Ao fim e ao cabo, a derrota da “nova política” pela Nova República nas capitais não deve ser comemorada. É verdade que, para qualquer cidadão interessado em preservar o direito de votar, ainda pior seria uma nova onda de extrema-direita. Porém, o grande vencedor das eleições nas capitais é o Centrão, ou seja, exatamente a “velha política” que Bolsonaro abraçou em 2020 depois de malhar em 2018.
Assim, as eleições deixaram Bolsonaro ainda mais refém do centrão, ou seja, da dimensão mais conservadora e clientelista da Nova República.
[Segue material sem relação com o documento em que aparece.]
//! Conversation history bounded by turn count.

use crate::llm::Message;
use std::collections::VecDeque;

/// The most recent turns of one chat, oldest first
#[derive(Debug, Clone)]
pub struct ConversationHistory {
    turns: VecDeque<Message>,
    limit: usize,
}

impl ConversationHistory {
    /// Create an empty history keeping at most `limit` turns
    #[must_use]
    pub fn new(limit: usize) -> Self {
        Self {
            turns: VecDeque::with_capacity(limit + 1),
            limit,
        }
    }

    /// Append a turn, evicting the oldest turns past the limit
    pub fn push(&mut self, message: Message) {
        self.turns.push_back(message);
        while self.turns.len() > self.limit {
            self.turns.pop_front();
        }
    }

    /// Turns in chronological order
    #[must_use]
    pub fn messages(&self) -> Vec<Message> {
        self.turns.iter().cloned().collect()
    }

    /// Number of stored turns
    #[must_use]
    pub fn len(&self) -> usize {
        self.turns.len()
    }

    /// Whether no turns are stored
    #[must_use]
    pub fn is_empty(&self) -> bool {
        self.turns.is_empty()
    }

    /// Drop every turn
    pub fn clear(&mut self) {
        self.turns.clear();
    }
}

#[cfg(test)]
mod tests {
    use super::*;
    use proptest::prelude::*;

    #[test]
    fn test_keeps_latest_turns() {
        let mut history = ConversationHistory::new(3);
        for i in 0..5 {
            history.push(Message::user(&format!("m{i}")));
        }
        let contents: Vec<String> = history.messages().into_iter().map(|m| m.content).collect();
        assert_eq!(contents, vec!["m2", "m3", "m4"]);
    }

    #[test]
    fn test_zero_limit_keeps_nothing() {
        let mut history = ConversationHistory::new(0);
        history.push(Message::assistant("hi"));
        assert!(history.is_empty());
    }

    proptest! {
        #[test]
        fn prop_evicts_oldest_first(count in 0usize..40, limit in 1usize..15) {
            let mut history = ConversationHistory::new(limit);
            for i in 0..count {
                history.push(Message::user(&i.to_string()));
            }

            let kept: Vec<usize> = history
                .messages()
                .iter()
                .filter_map(|m| m.content.parse().ok())
                .collect();
            let expected: Vec<usize> = (count.saturating_sub(limit)..count).collect();
            prop_assert_eq!(kept, expected);
        }
    }
}
//! Chat session registry
//!
//! One session per chat. A turn holds its session's mutex from start to
//! finish, so two turns of the same chat never interleave while different
//! chats proceed independently. Sessions idle for longer than the idle
//! timeout are forgotten.

use super::memory::ConversationHistory;
use crate::config::{SESSION_IDLE_TIMEOUT_SECS, SESSION_MAX_CHATS};
use moka::future::Cache;
use std::hash::Hash;
use std::sync::Arc;
use std::time::Duration;
use tokio::sync::Mutex;
use tracing::debug;

/// State kept between turns of one chat
#[derive(Debug, Clone)]
pub struct ChatSession {
    /// Recent user and assistant turns
    pub history: ConversationHistory,
    /// Spreadsheet opened with `open_sheet`, overriding the default
    pub active_spreadsheet: Option<String>,
}

impl ChatSession {
    /// Fresh session with an empty history
    #[must_use]
    pub fn new(history_limit: usize) -> Self {
        Self {
            history: ConversationHistory::new(history_limit),
            active_spreadsheet: None,
        }
    }
}

/// Session registry keyed by chat id
///
/// Generic over the id type so transports other than Telegram can key by
/// their own identifiers.
pub struct SessionRegistry<Id: Hash + Eq + Clone + Send + Sync + std::fmt::Debug + 'static> {
    sessions: Cache<Id, Arc<Mutex<ChatSession>>>,
    history_limit: usize,
}

impl<Id: Hash + Eq + Clone + Send + Sync + std::fmt::Debug + 'static> SessionRegistry<Id> {
    /// Create a new empty registry with the default idle timeout
    #[must_use]
    pub fn new(history_limit: usize) -> Self {
        Self::with_idle_timeout(history_limit, Duration::from_secs(SESSION_IDLE_TIMEOUT_SECS))
    }

    /// Create a registry that forgets chats idle for longer than `idle`
    #[must_use]
    pub fn with_idle_timeout(history_limit: usize, idle: Duration) -> Self {
        let sessions = Cache::builder()
            .max_capacity(SESSION_MAX_CHATS)
            .time_to_idle(idle)
            .eviction_listener(|chat, _, cause| {
                debug!(chat = ?chat, cause = ?cause, "Chat session dropped");
            })
            .build();
        Self {
            sessions,
            history_limit,
        }
    }

    /// Get the session for `id`, creating it on first use
    pub async fn get_or_create(&self, id: &Id) -> Arc<Mutex<ChatSession>> {
        self.sessions
            .get_with_by_ref(id, async {
                debug!(chat = ?id, "Created chat session");
                Arc::new(Mutex::new(ChatSession::new(self.history_limit)))
            })
            .await
    }

    /// Get session if exists
    pub async fn get(&self, id: &Id) -> Option<Arc<Mutex<ChatSession>>> {
        self.sessions.get(id).await
    }

    /// Whether a turn is currently running for this chat
    pub async fn is_busy(&self, id: &Id) -> bool {
        let Some(session) = self.get(id).await else {
            return false;
        };
        // Lock held = turn running
        let busy = session.try_lock().is_err();
        busy
    }

    /// Forget a chat's history and opened sheet
    pub async fn remove(&self, id: &Id) -> bool {
        self.sessions.remove(id).await.is_some()
    }

    /// Number of known chats
    pub async fn len(&self) -> usize {
        self.sessions.run_pending_tasks().await;
        usize::try_from(self.sessions.entry_count()).unwrap_or(usize::MAX)
    }

    /// Whether no chat has a session yet
    pub async fn is_empty(&self) -> bool {
        self.len().await == 0
    }
}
Disto pode resultar uma maior blindagem política das reformas neoliberais, especialmente da reforma administrativa e de um aprofundamento da trabalhista, ou seja, das reformas que prejudicam trabalhadores nos setores público e privado.
No entanto, não consigo prever o efeito das eleições sobre a preservação do teto do gasto público federal, a maior limitação política à retomada do crescimento econômico. Embora os prefeitos de centro-direita sejam ideologicamente alinhados com a lei do teto, sentirão ainda mais seu irrealismo em 2021 – pelo limite a repasses federais para municípios e ao auxílio emergencial, e pelo efeito da estagnação do PIB sobre a arrecadação tributária. Se a resultante da tensão for o fim do teto do gasto ou pelo menos sua flexibilização, melhor para o país, mas também para o Bolsonarismo.
A incerteza quanto à conjuntura brasileira até 2022 é enorme, em vista da evolução imprevisível da pandemia, da vacinação e da recuperação econômica mundial e local. O que é certo é que a pandemia, a corrupção da família Bolsonaro e as eleições de 2020 barraram por ora o avanço do neofascismo, mas não do conservadorismo. Contudo, se a combinação entre “nova política” e Nova República iniciada em 2020 se consolidar, a capilaridade municipal deste novo ornitorrinco brasileiro será um poderoso recurso político nas eleições de 2022. Muito vai depender da popularidade de Bolsonaro: se perdê-la em demasia, a clientela do Centrão, com incentivo de Rodrigo Maia, pode abandoná-lo em troca de João Dória e Luciano Huck no PSDB ou Luiz Henrique Mandetta no DEM, desde que não se aliem a Sérgio Moro.
A alternativa do campo popular é realçar sem descanso as contradições do ornitorrinco – com ajuda das investigações policiais desta vez – e construir pelo debate, desde logo e em todos os cantos do país, um ousado programa econômico e social focado nas necessidades populares que o conservadorismo neoliberal sempre frustrou.